## TASK OBJECTIVE
The word "unwrap" marks the lines to report; pull each of them from the listing.

SOURCE MATERIAL: Begin

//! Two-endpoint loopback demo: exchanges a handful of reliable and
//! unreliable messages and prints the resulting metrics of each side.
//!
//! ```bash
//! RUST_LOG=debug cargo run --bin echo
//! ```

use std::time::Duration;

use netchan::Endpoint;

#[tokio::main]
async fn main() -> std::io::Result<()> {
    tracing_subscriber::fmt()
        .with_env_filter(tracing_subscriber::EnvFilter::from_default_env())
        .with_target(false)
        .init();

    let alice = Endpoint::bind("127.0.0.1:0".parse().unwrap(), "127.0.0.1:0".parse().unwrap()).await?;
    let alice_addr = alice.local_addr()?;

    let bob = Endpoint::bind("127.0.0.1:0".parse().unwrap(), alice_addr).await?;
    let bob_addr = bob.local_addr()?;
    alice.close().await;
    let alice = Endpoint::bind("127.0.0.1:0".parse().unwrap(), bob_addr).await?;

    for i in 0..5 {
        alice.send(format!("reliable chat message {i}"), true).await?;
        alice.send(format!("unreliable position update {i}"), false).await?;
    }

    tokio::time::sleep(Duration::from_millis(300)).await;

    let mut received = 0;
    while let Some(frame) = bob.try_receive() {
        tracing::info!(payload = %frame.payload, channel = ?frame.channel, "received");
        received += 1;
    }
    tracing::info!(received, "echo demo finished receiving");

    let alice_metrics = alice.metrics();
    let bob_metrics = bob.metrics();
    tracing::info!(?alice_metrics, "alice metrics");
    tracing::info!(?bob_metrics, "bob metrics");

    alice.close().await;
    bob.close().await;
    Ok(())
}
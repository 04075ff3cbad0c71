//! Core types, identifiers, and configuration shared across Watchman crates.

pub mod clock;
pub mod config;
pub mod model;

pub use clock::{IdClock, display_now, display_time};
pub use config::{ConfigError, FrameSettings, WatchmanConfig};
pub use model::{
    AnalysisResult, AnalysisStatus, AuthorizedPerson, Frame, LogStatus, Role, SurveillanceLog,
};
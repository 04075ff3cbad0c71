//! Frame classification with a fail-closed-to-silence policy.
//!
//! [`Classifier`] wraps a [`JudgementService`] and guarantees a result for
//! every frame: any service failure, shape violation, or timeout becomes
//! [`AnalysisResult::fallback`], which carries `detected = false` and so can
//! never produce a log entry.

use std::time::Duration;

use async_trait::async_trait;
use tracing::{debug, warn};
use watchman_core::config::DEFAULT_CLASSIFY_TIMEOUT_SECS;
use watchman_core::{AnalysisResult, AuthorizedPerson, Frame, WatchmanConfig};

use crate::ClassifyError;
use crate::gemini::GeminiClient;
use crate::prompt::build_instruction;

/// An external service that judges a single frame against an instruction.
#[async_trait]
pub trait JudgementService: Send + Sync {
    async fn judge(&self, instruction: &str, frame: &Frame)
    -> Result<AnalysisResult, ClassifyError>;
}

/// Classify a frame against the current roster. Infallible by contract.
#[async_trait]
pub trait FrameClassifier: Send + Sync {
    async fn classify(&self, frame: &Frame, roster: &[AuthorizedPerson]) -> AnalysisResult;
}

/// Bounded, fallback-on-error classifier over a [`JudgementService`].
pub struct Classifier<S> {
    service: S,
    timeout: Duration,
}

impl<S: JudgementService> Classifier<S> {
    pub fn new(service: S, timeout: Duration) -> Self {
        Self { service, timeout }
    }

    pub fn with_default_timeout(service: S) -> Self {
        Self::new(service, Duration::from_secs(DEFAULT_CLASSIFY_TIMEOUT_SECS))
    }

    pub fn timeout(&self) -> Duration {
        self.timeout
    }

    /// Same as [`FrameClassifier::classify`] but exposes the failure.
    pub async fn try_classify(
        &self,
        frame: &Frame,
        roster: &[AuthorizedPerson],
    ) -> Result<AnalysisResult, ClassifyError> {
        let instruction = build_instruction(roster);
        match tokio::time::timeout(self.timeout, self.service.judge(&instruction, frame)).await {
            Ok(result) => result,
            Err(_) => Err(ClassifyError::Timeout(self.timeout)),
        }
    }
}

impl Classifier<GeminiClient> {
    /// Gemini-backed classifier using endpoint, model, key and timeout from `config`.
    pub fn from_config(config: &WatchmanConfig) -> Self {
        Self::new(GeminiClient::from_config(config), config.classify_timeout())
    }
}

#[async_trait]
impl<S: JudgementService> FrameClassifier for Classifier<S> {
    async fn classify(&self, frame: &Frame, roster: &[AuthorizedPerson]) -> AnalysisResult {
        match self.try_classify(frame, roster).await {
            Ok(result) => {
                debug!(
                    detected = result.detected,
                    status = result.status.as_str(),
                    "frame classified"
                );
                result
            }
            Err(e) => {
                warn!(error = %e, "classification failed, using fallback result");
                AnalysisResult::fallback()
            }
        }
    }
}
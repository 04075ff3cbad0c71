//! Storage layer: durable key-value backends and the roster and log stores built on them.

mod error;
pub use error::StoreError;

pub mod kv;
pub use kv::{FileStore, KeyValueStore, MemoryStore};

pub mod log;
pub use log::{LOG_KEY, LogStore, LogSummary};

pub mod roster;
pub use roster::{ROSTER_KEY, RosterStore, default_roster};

SOURCE MATERIAL: End

## EXERCISE RESULT
    let alice = Endpoint::bind("127.0.0.1:0".parse().unwrap(), "127.0.0.1:0".parse().unwrap()).await?;
    let bob = Endpoint::bind("127.0.0.1:0".parse().unwrap(), alice_addr).await?;
    let alice = Endpoint::bind("127.0.0.1:0".parse().unwrap(), bob_addr).await?;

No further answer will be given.